The official non-manufacturing PMI fell last month, too, and in much the same way.
Like or not, China remains tied to the global economy in ways it won’t easily surmount. In fact, that’s really what the 14th 5-year Plan confessed; Xi’s government would really like to do something about this so long as it doesn’t depend upon massive doses of useless, textbook “stimulus” which for the last decade have proven futile (and then some).
For the time being, the Chinese are going to ride with the global economy while biding their time creating new innovations no one in China can actually describe. It’s all futuristic and awesome. That’s just not for today (and may not happen until sometime closer to 2035).

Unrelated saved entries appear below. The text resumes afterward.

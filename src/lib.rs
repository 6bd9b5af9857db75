//! Sleep score prediction from wearable sensor recordings
//!
//! This library loads temperature, ECG and pulse readings, derives a rolling
//! temperature and an ECG difference, and trains a gradient boosting regressor
//! selected by cross-validated grid search to predict a sleep score.
//!
//! # Modules
//!
//! - [`data`] - CSV loading and data structures
//! - [`features`] - Derived features and standard scaling
//! - [`models`] - Regression trees, gradient boosting and grid search
//! - [`report`] - Terminal, JSON and HTML presentation of results
//! - [`pipeline`] - The end-to-end run
//! - [`config`] - TOML configuration
//!
//! # Example
//!
//! ```rust,no_run
//! use health_gbm::config::Config;
//! use health_gbm::data::FeatureVector;
//! use health_gbm::pipeline;
//!
//! fn main() -> anyhow::Result<()> {
//!     let config = Config::default();
//!     let current = FeatureVector {
//!         temperature: 36.5,
//!         ecg: 0.8,
//!         pulse: 72.0,
//!         temperature_rolling: 36.5,
//!         ecg_diff: 0.1,
//!     };
//!
//!     let result = pipeline::run(&config, &current)?;
//!     println!("{}", result.report);
//!
//!     Ok(())
//! }
//! ```

pub mod config;
pub mod data;
pub mod features;
pub mod models;
pub mod pipeline;
pub mod report;

pub use config::Config;
pub use data::{Dataset, FeatureVector, Observation};
pub use features::{FeatureEngineer, StandardScaler};
pub use models::{GbmParams, GbmRegressor, GridSearch, HealthModel, ModelError, ModelMetrics, ParamGrid};
pub use pipeline::{run, PipelineError, PipelineResult};
pub use report::Report;
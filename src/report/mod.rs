//! Presentation of training and prediction results
//!
//! A [`Report`] is rendered in a fixed order: best hyperparameters, test MSE,
//! test R², predicted health score, feature importances, predicted vs actual.

pub mod console;
pub mod html;

use crate::config::ScalingMode;
use crate::data::FeatureVector;
use crate::models::{GbmParams, ModelMetrics};
use serde::Serialize;

pub use html::render_html;

/// Share of total split gain attributed to one feature
#[derive(Debug, Clone, PartialEq, Serialize)]
pub struct FeatureImportance {
    pub feature: String,
    pub importance: f64,
}

/// One held-out sample
#[derive(Debug, Clone, Copy, PartialEq, Serialize)]
pub struct PredictionPoint {
    pub actual: f64,
    pub predicted: f64,
}

/// Row counts through the pipeline
#[derive(Debug, Clone, PartialEq, Serialize)]
pub struct DataSummary {
    pub rows_read: usize,
    pub rows_dropped: usize,
    pub rows_engineered: usize,
    pub train_rows: usize,
    pub test_rows: usize,
    pub scaling: ScalingMode,
}

/// Everything shown to the user after a run
#[derive(Debug, Clone, Serialize)]
pub struct Report {
    pub best_params: GbmParams,
    pub best_cv_score: f64,
    pub test_metrics: ModelMetrics,
    pub current: FeatureVector,
    pub predicted_score: f64,
    pub feature_importances: Vec<FeatureImportance>,
    pub predictions: Vec<PredictionPoint>,
    pub summary: DataSummary,
}

impl Report {
    pub fn to_json(&self) -> serde_json::Result<String> {
        serde_json::to_string_pretty(self)
    }

    /// Smallest and largest actual value on the test split
    pub fn actual_range(&self) -> Option<(f64, f64)> {
        let mut actuals = self.predictions.iter().map(|p| p.actual);
        let first = actuals.next()?;
        Some(actuals.fold((first, first), |(lo, hi), v| (lo.min(v), hi.max(v))))
    }
}

#[cfg(test)]
pub(crate) mod fixtures {
    use super::*;

    pub fn sample_report() -> Report {
        Report {
            best_params: GbmParams {
                n_estimators: 200,
                learning_rate: 0.1,
                max_depth: 3,
                ..Default::default()
            },
            best_cv_score: 0.81,
            test_metrics: ModelMetrics {
                mse: 4.0,
                rmse: 2.0,
                mae: 1.5,
                r2: 0.87,
            },
            current: FeatureVector::default(),
            predicted_score: 78.25,
            feature_importances: vec![
                FeatureImportance {
                    feature: "temperature".to_string(),
                    importance: 0.4,
                },
                FeatureImportance {
                    feature: "ecg".to_string(),
                    importance: 0.1,
                },
                FeatureImportance {
                    feature: "pulse".to_string(),
                    importance: 0.3,
                },
                FeatureImportance {
                    feature: "temperature_rolling".to_string(),
                    importance: 0.15,
                },
                FeatureImportance {
                    feature: "ecg_diff".to_string(),
                    importance: 0.05,
                },
            ],
            predictions: vec![
                PredictionPoint {
                    actual: 70.0,
                    predicted: 72.0,
                },
                PredictionPoint {
                    actual: 85.0,
                    predicted: 83.5,
                },
                PredictionPoint {
                    actual: 64.0,
                    predicted: 66.0,
                },
            ],
            summary: DataSummary {
                rows_read: 12,
                rows_dropped: 0,
                rows_engineered: 10,
                train_rows: 7,
                test_rows: 3,
                scaling: ScalingMode::TrainOnly,
            },
        }
    }
}

#[cfg(test)]
mod tests {
    use super::fixtures::sample_report;

    #[test]
    fn test_actual_range() {
        let report = sample_report();
        assert_eq!(report.actual_range(), Some((64.0, 85.0)));
    }

    #[test]
    fn test_json_fields() {
        let json = sample_report().to_json().unwrap();
        let value: serde_json::Value = serde_json::from_str(&json).unwrap();

        assert_eq!(value["best_params"]["n_estimators"], 200);
        assert_eq!(value["predicted_score"], 78.25);
        assert_eq!(value["summary"]["scaling"], "train_only");
        assert_eq!(value["feature_importances"].as_array().unwrap().len(), 5);
    }
}
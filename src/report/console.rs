//! Terminal rendering

use super::Report;
use std::fmt;

const BAR_WIDTH: usize = 30;

impl fmt::Display for Report {
    fn fmt(&self, f: &mut fmt::Formatter<'_>) -> fmt::Result {
        writeln!(f, "{}", "=".repeat(50))?;
        writeln!(f, "  Health Prediction Results")?;
        writeln!(f, "{}", "=".repeat(50))?;

        let p = &self.best_params;
        writeln!(
            f,
            "\nBest Parameters: learning_rate={}, max_depth={}, n_estimators={} (CV R² {:.4})",
            p.learning_rate, p.max_depth, p.n_estimators, self.best_cv_score
        )?;
        writeln!(f, "Mean Squared Error: {:.4}", self.test_metrics.mse)?;
        writeln!(f, "R² Score: {:.4}", self.test_metrics.r2)?;
        writeln!(f, "Predicted Health Score: {:.2}", self.predicted_score)?;

        writeln!(f, "\nFeature Importances")?;
        writeln!(f, "{}", "-".repeat(40))?;
        for item in &self.feature_importances {
            let filled = (item.importance.clamp(0.0, 1.0) * BAR_WIDTH as f64).round() as usize;
            writeln!(
                f,
                "{:<20} {:>6.3} {}",
                item.feature,
                item.importance,
                "#".repeat(filled)
            )?;
        }

        writeln!(f, "\nPrediction vs Actual ({} test rows)", self.predictions.len())?;
        writeln!(f, "{}", "-".repeat(40))?;
        writeln!(f, "{:>12} {:>12} {:>10}", "Actual", "Predicted", "Error")?;
        for point in &self.predictions {
            writeln!(
                f,
                "{:>12.2} {:>12.2} {:>10.2}",
                point.actual,
                point.predicted,
                point.predicted - point.actual
            )?;
        }

        let s = &self.summary;
        writeln!(
            f,
            "\nRows: {} read, {} dropped, {} engineered ({} train / {} test)",
            s.rows_read, s.rows_dropped, s.rows_engineered, s.train_rows, s.test_rows
        )
    }
}

#[cfg(test)]
mod tests {
    use crate::report::fixtures::sample_report;

    #[test]
    fn test_sections_in_order() {
        let text = sample_report().to_string();

        let order = [
            "Best Parameters",
            "Mean Squared Error",
            "R² Score",
            "Predicted Health Score: 78.25",
            "Feature Importances",
            "Prediction vs Actual",
        ];
        let positions: Vec<usize> = order.iter().map(|s| text.find(s).unwrap()).collect();
        assert!(positions.windows(2).all(|w| w[0] < w[1]));
    }
}
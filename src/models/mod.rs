//! Machine learning models module
//!
//! This module provides:
//! - Regression trees fit to boosting residuals
//! - Gradient Boosting regressor
//! - Cross-validated grid search
//! - The fitted scaler + regressor bundle used for prediction

pub mod gbm;
pub mod health;
pub mod search;
pub mod tree;

pub use gbm::{GbmParams, GbmRegressor, ModelError, ModelMetrics};
pub use health::HealthModel;
pub use search::{k_fold, CandidateScore, GridSearch, GridSearchResult, ParamGrid};
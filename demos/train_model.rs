//! Example: Training the sleep score model
//!
//! Run with: cargo run --example train_model -- [path/to/data.csv]

use anyhow::Result;
use health_gbm::{
    config::Config,
    data::FeatureVector,
    models::ParamGrid,
    pipeline,
};

fn main() -> Result<()> {
    println!("Sleep Score Training Example");
    println!("{}", "=".repeat(40));

    let mut config = Config::default();
    if let Some(path) = std::env::args().nth(1) {
        config.data.path = path.into();
    }

    // Smaller grid than the default so the example finishes quickly
    config.grid = ParamGrid {
        n_estimators: vec![50, 100],
        learning_rate: vec![0.1, 0.2],
        max_depth: vec![3, 5],
    };

    println!("\nTraining on {} ...", config.data.path.display());
    let current = FeatureVector::default();
    let result = pipeline::run(&config, &current)?;

    let summary = &result.report.summary;
    println!("\nData Split:");
    println!("   Train: {} samples", summary.train_rows);
    println!("   Test:  {} samples", summary.test_rows);

    println!("\n{}", result.report);

    let rescored = result.model.predict(&current)?;
    println!("Prediction for {:?}: {:.2}", current, rescored);

    Ok(())
}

And the global economic data bears this out; the still-synchronized part, not the made-up technology pulled out from the 14th. You look around the world and you find exactly what China’s PMI’s signal – a global economy still rebounding (as indicated by PMI’s above 50) but curiously lacking the acceleration (as would be indicated by PMI’s way, way above 50) to make it into an actual recovery.
Approaching the end of 2020, why is everything still down so much?
Something (affecting global trade first) seems to be holding it back. But that something, if you believe it COVID, doesn’t apply in the erstwhile Middle Kingdom. They’ve vanquished their pandemic, so says Xi, and yet they are moving forward shirted anyway by a clearly soiled garment with no plans whatsoever to clean it. The slogan printed on its, only partly obscured by the dirt, says “at least China isn’t you.”
To be clear about what I’ve been saying since the bottom, up through the era of gigantic positives in Q3, it is that there is a world of difference between rebound and recovery. Rebound falls short of even reflation; which is itself short of recovery.
The world economy is not falling back into contraction, and doesn’t right now seem to be in danger of doing so – though parts of it probably will early this year (looking at you, Europe). That’s not the big problem and concern; and it sure isn’t what’s had Chinese authorities become more authoritarian over the past three plus years. Lack of recovery, even with a rebound, these relatively cleaner shirts, if you like, present challenges all their own that in many ways – especially in the long run – are more demanding than re-recession.
And Xi is demanding so little, content with the global economy’s natural but so far very limited upswing:
This is what all the PMI’s around the world, including the US’s ISM which “surged” in December, actually indicate. Global industry, the global economy, is still down sharply from February let alone having made up so much lost ground, and time, from the Euro$ #4 peak which, depending upon the individual economy, topped out across the various months of 2018. Two lost years before the bigger lost year.
That’s a lot of years to be stuck going backward, and to be still doing so this late in 2020 and only marginally coming back out of it is, well, perfectly consistent with the “L”-shaped economy Xi’s people have been warning about since all the way back in 2016. It’s a clear indication that something’s not right (and won’t be inflationary).
This doesn’t seem to have changed; at least the expectation, no matter what COVID, in China’s official policies. The Chinese economy is on its way back up, but, like everyone else, that only means it isn’t still falling. And if it isn’t coming back up very quickly, oh well, that’s just the way it is.
People all across the globe seem to be, and continue to be, looking for China to bail the global economy out of this rebound-not-recovery-rut and furthermore are expecting Xi’s economic authorities to upsize the aid in order to get this started and moving again. Neither of those things are indicated here; in data, not even PMI’s, nor in government mandate.